しかし、彼は衝撃の事実を知る。それはプレアが宇宙人であり、星の消失は宇宙人の仕業であるという事。記憶を消そうとしてくるプレアを丸め込み協力関係となり。更には英人や千湯里達をも巻き込んで。元々は学園祭の後夜祭であった星夜祭復活の為に動き出す四人。

 

 疑似的なプラネタリウムを作る為の資金を稼ぐため、千湯里の実家で住み込みのアルバイトに励み、更には皆で夏祭りへ繰り出したり。そんなひと夏の日々の中、プレアは星馬の過去に触れ、星馬はプレアの言えぬ事情を何となく察し。二人の思いが、少しずつ動き出し変わっていく。

 

気が付けば自然と好きになっていた。頑張る君が、貴方が目を離せぬ存在となっていた。けれど自分達は種族が違う、そして別れは必然。千湯里の星馬への思いに触れ、更には自分の負い目もあり。身を引こうとするプレア。

 

「逃げないでよ」

 

けれど、彼女の一言が心を抉る。

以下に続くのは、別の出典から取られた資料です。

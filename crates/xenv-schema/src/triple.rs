//! Target triples.
//!
//! A [`TargetTriple`] identifies a cross-compilation target by architecture,
//! operating system and ABI. The vendor component that appears in Rust
//! target names (`unknown`, `apple`, `pc`) is kept as written for display
//! but is not part of the triple's identity. When the input omits it, the
//! vendor is filled in only where Rust's own target name has one, so
//! `armv7-linux-gnueabihf` displays as `armv7-unknown-linux-gnueabihf` while
//! `aarch64-linux-android` and `thumbv7em-none-eabihf` stay vendor-less.
//!
//! # Example
//!
//! ```
//! use xenv_schema::TargetTriple;
//!
//! let short: TargetTriple = "armv7-linux-gnueabihf".parse().unwrap();
//! let long: TargetTriple = "armv7-unknown-linux-gnueabihf".parse().unwrap();
//! assert_eq!(short, long);
//! assert_eq!(long.env_key(), "armv7_unknown_linux_gnueabihf");
//!
//! let android: TargetTriple = "aarch64-linux-android".parse().unwrap();
//! assert_eq!(android.env_key(), "aarch64_linux_android");
//! ```

use serde::{Deserialize, Serialize};
use std::cmp::Ordering;
use std::fmt;
use std::hash::{Hash, Hasher};
use std::str::FromStr;

/// Vendors recognised in the three-component `arch-vendor-os` form.
const KNOWN_VENDORS: &[&str] = &["unknown", "pc", "apple"];

/// Errors produced while parsing a [`TargetTriple`].
#[derive(thiserror::Error, Debug, Clone, PartialEq, Eq)]
pub enum TripleError {
    /// The input was empty or only whitespace.
    #[error("Empty target triple")]
    Empty,

    /// The input did not have two to four `-`-separated components.
    #[error("Malformed target triple '{0}': expected arch-os-abi or arch-vendor-os-abi")]
    Malformed(String),

    /// A component was empty or contained characters outside `[a-z0-9_.]`.
    #[error("Invalid component '{component}' in target triple '{triple}'")]
    InvalidComponent {
        /// The full triple as given.
        triple: String,
        /// The offending component.
        component: String,
    },
}

/// A cross-compilation target: architecture, operating system and ABI.
///
/// Two triples are equal iff architecture, OS and ABI match exactly; the
/// vendor is ignored.
#[derive(Debug, Clone, Serialize, Deserialize)]
#[serde(try_from = "String", into = "String")]
pub struct TargetTriple {
    arch: String,
    vendor: Option<String>,
    os: String,
    /// Empty when the target has no ABI component (e.g. `aarch64-apple-darwin`).
    abi: String,
}

impl TargetTriple {
    /// Build a triple from its components, validating each one.
    ///
    /// # Errors
    ///
    /// Returns [`TripleError::InvalidComponent`] if a component is empty or
    /// contains characters outside `[a-z0-9_.]`.
    pub fn new(arch: &str, os: &str, abi: Option<&str>) -> Result<Self, TripleError> {
        let display = match abi {
            Some(abi) => format!("{arch}-{os}-{abi}"),
            None => format!("{arch}-{os}"),
        };
        Self::from_parts(&display, arch, None, os, abi.unwrap_or_default(), abi.is_some())
    }

    fn from_parts(
        input: &str,
        arch: &str,
        vendor: Option<&str>,
        os: &str,
        abi: &str,
        abi_required: bool,
    ) -> Result<Self, TripleError> {
        let invalid = |component: &str| TripleError::InvalidComponent {
            triple: input.to_string(),
            component: component.to_string(),
        };

        if !is_valid_component(arch) {
            return Err(invalid(arch));
        }
        if !is_valid_component(os) {
            return Err(invalid(os));
        }
        if (abi_required || !abi.is_empty()) && !is_valid_component(abi) {
            return Err(invalid(abi));
        }

        let vendor = match vendor {
            Some(vendor) if is_valid_component(vendor) => Some(vendor.to_string()),
            Some(vendor) => return Err(invalid(vendor)),
            None => implied_vendor(os, abi).map(str::to_string),
        };

        Ok(Self {
            arch: arch.to_string(),
            vendor,
            os: os.to_string(),
            abi: abi.to_string(),
        })
    }

    /// CPU architecture (`armv7`, `aarch64`, `x86_64`, ...).
    pub fn arch(&self) -> &str {
        &self.arch
    }

    /// Operating system (`linux`, `darwin`, `windows`, ...).
    pub fn os(&self) -> &str {
        &self.os
    }

    /// ABI / libc variant (`gnueabihf`, `musl`, ...), if the target has one.
    pub fn abi(&self) -> Option<&str> {
        if self.abi.is_empty() {
            None
        } else {
            Some(&self.abi)
        }
    }

    /// Vendor component rendered in the canonical form, if the target name
    /// has one.
    pub fn vendor(&self) -> Option<&str> {
        self.vendor.as_deref()
    }

    fn identity(&self) -> (&str, &str, &str) {
        (&self.arch, &self.os, &self.abi)
    }

    /// Normalized name for environment variable keys.
    ///
    /// This is the canonical form with `-` replaced by `_`, the convention
    /// `pkg-config` and `cc` use for per-target variables
    /// (`PKG_CONFIG_LIBDIR_armv7_unknown_linux_gnueabihf`).
    pub fn env_key(&self) -> String {
        self.to_string().replace('-', "_")
    }
}

/// Vendor Rust uses for a target given without one.
fn implied_vendor(os: &str, abi: &str) -> Option<&'static str> {
    match os {
        "darwin" | "ios" | "tvos" | "watchos" | "visionos" => Some("apple"),
        "windows" => Some("pc"),
        "none" | "wasi" | "emscripten" | "cuda" => None,
        _ if abi.starts_with("android") => None,
        _ => Some("unknown"),
    }
}

fn is_valid_component(component: &str) -> bool {
    !component.is_empty()
        && component
            .chars()
            .all(|c| c.is_ascii_lowercase() || c.is_ascii_digit() || c == '_' || c == '.')
}

impl fmt::Display for TargetTriple {
    fn fmt(&self, f: &mut fmt::Formatter<'_>) -> fmt::Result {
        write!(f, "{}-", self.arch)?;
        if let Some(vendor) = &self.vendor {
            write!(f, "{vendor}-")?;
        }
        write!(f, "{}", self.os)?;
        if !self.abi.is_empty() {
            write!(f, "-{}", self.abi)?;
        }
        Ok(())
    }
}

impl FromStr for TargetTriple {
    type Err = TripleError;

    fn from_str(s: &str) -> Result<Self, Self::Err> {
        let input = s.trim().to_lowercase();
        if input.is_empty() {
            return Err(TripleError::Empty);
        }

        let parts: Vec<&str> = input.split('-').collect();
        if let Some(empty) = parts.iter().find(|p| p.is_empty()) {
            return Err(TripleError::InvalidComponent {
                triple: input.clone(),
                component: (*empty).to_string(),
            });
        }

        let (arch, vendor, os, abi) = match parts.as_slice() {
            [arch, os] => (*arch, None, *os, ""),
            [arch, vendor, os] if KNOWN_VENDORS.contains(vendor) => {
                (*arch, Some(*vendor), *os, "")
            }
            [arch, os, abi] => (*arch, None, *os, *abi),
            [arch, vendor, os, abi] => (*arch, Some(*vendor), *os, *abi),
            _ => return Err(TripleError::Malformed(s.trim().to_string())),
        };

        Self::from_parts(&input, arch, vendor, os, abi, false)
    }
}

impl PartialEq for TargetTriple {
    fn eq(&self, other: &Self) -> bool {
        self.identity() == other.identity()
    }
}

impl Eq for TargetTriple {}

impl Hash for TargetTriple {
    fn hash<H: Hasher>(&self, state: &mut H) {
        self.identity().hash(state);
    }
}

impl PartialOrd for TargetTriple {
    fn partial_cmp(&self, other: &Self) -> Option<Ordering> {
        Some(self.cmp(other))
    }
}

impl Ord for TargetTriple {
    fn cmp(&self, other: &Self) -> Ordering {
        self.identity().cmp(&other.identity())
    }
}

impl TryFrom<String> for TargetTriple {
    type Error = TripleError;

    fn try_from(value: String) -> Result<Self, Self::Error> {
        value.parse()
    }
}

impl From<TargetTriple> for String {
    fn from(triple: TargetTriple) -> Self {
        triple.to_string()
    }
}

#[cfg(test)]
mod tests {
    use super::*;

    #[test]
    fn test_short_and_long_forms_are_equal() {
        let short: TargetTriple = "armv7-linux-gnueabihf".parse().unwrap();
        let long: TargetTriple = "armv7-unknown-linux-gnueabihf".parse().unwrap();
        assert_eq!(short, long);
        assert_eq!(short.arch(), "armv7");
        assert_eq!(short.os(), "linux");
        assert_eq!(short.abi(), Some("gnueabihf"));
    }

    #[test]
    fn test_canonical_display() {
        let triple: TargetTriple = "armv7-linux-gnueabihf".parse().unwrap();
        assert_eq!(triple.to_string(), "armv7-unknown-linux-gnueabihf");

        let mac: TargetTriple = "aarch64-apple-darwin".parse().unwrap();
        assert_eq!(mac.abi(), None);
        assert_eq!(mac.to_string(), "aarch64-apple-darwin");

        let win: TargetTriple = "x86_64-pc-windows-msvc".parse().unwrap();
        assert_eq!(win.to_string(), "x86_64-pc-windows-msvc");
    }

    #[test]
    fn test_vendorless_targets_stay_vendorless() {
        let android: TargetTriple = "aarch64-linux-android".parse().unwrap();
        assert_eq!(android.vendor(), None);
        assert_eq!(android.to_string(), "aarch64-linux-android");
        assert_eq!(android.env_key(), "aarch64_linux_android");

        let bare: TargetTriple = "thumbv7em-none-eabihf".parse().unwrap();
        assert_eq!(bare.to_string(), "thumbv7em-none-eabihf");
        assert_eq!(bare.env_key(), "thumbv7em_none_eabihf");

        let armv7a: TargetTriple = "armv7-linux-androideabi".parse().unwrap();
        assert_eq!(armv7a.to_string(), "armv7-linux-androideabi");
    }

    #[test]
    fn test_written_vendor_is_kept() {
        let pc: TargetTriple = "x86_64-pc-linux-gnu".parse().unwrap();
        let unknown: TargetTriple = "x86_64-unknown-linux-gnu".parse().unwrap();
        assert_eq!(pc.to_string(), "x86_64-pc-linux-gnu");
        assert_eq!(pc, unknown);

        let bare: TargetTriple = "riscv32imac-unknown-none-elf".parse().unwrap();
        assert_eq!(bare.vendor(), Some("unknown"));
        assert_eq!(bare.env_key(), "riscv32imac_unknown_none_elf");
    }

    #[test]
    fn test_env_key() {
        let triple: TargetTriple = "armv7-unknown-linux-gnueabihf".parse().unwrap();
        assert_eq!(triple.env_key(), "armv7_unknown_linux_gnueabihf");
    }

    #[test]
    fn test_fields_must_all_match() {
        let gnu: TargetTriple = "x86_64-linux-gnu".parse().unwrap();
        let musl: TargetTriple = "x86_64-linux-musl".parse().unwrap();
        let arm: TargetTriple = "aarch64-linux-gnu".parse().unwrap();
        assert_ne!(gnu, musl);
        assert_ne!(gnu, arm);
    }

    #[test]
    fn test_input_is_normalized() {
        let triple: TargetTriple = "  ARMv7-Unknown-Linux-GNUEABIHF ".parse().unwrap();
        assert_eq!(triple.to_string(), "armv7-unknown-linux-gnueabihf");
    }

    #[test]
    fn test_malformed_triples() {
        assert_eq!("".parse::<TargetTriple>(), Err(TripleError::Empty));
        assert!(matches!(
            "x86_64".parse::<TargetTriple>(),
            Err(TripleError::Malformed(_))
        ));
        assert!(matches!(
            "a-b-c-d-e".parse::<TargetTriple>(),
            Err(TripleError::Malformed(_))
        ));
        assert!(matches!(
            "armv7--gnueabihf".parse::<TargetTriple>(),
            Err(TripleError::InvalidComponent { .. })
        ));
        assert!(matches!(
            "arm$-linux-gnu".parse::<TargetTriple>(),
            Err(TripleError::InvalidComponent { .. })
        ));
    }

    #[test]
    fn test_new_validates_components() {
        assert!(TargetTriple::new("armv7", "linux", Some("gnueabihf")).is_ok());
        assert!(TargetTriple::new("armv7", "linux", Some("")).is_err());
        assert!(TargetTriple::new("", "linux", None).is_err());
    }

    #[test]
    fn test_serde_uses_canonical_string() {
        let triple: TargetTriple = "aarch64-linux-gnu".parse().unwrap();
        let json = serde_json::to_string(&triple).unwrap();
        assert_eq!(json, "\"aarch64-unknown-linux-gnu\"");

        let back: TargetTriple = serde_json::from_str(&json).unwrap();
        assert_eq!(back, triple);
        assert!(serde_json::from_str::<TargetTriple>("\"nope\"").is_err());
    }
}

逃げる事を許さないと責め立てる。向き合えと心に突き付けてくる。

 

誤魔化せぬ、己の心は。迎えた本番、宇宙の無法者まで襲来し混乱に陥り、それでも願いをかなえるために星空を放ち。やっと取り戻した星空の元、交わす想いは一瞬に。別れは訪れ、全ては忘却の彼方へ消える。

 

「忘れちゃっていても大丈夫です。わたしが全部話しますから」

 

 だが、忘れた筈なのに残っていた思いの残滓がまるで因果を引き寄せるかのように。また星空の元、約束は果たされる。何よりも求めた再会が、また二人の物語を始めていく。

 

どこかノスタルジックに、心温まる出会いと別れとラブコメが心に優しいこの作品。

 

感動の体験をしたい読者様は是非。

 

きっと貴方も満足できるはずである。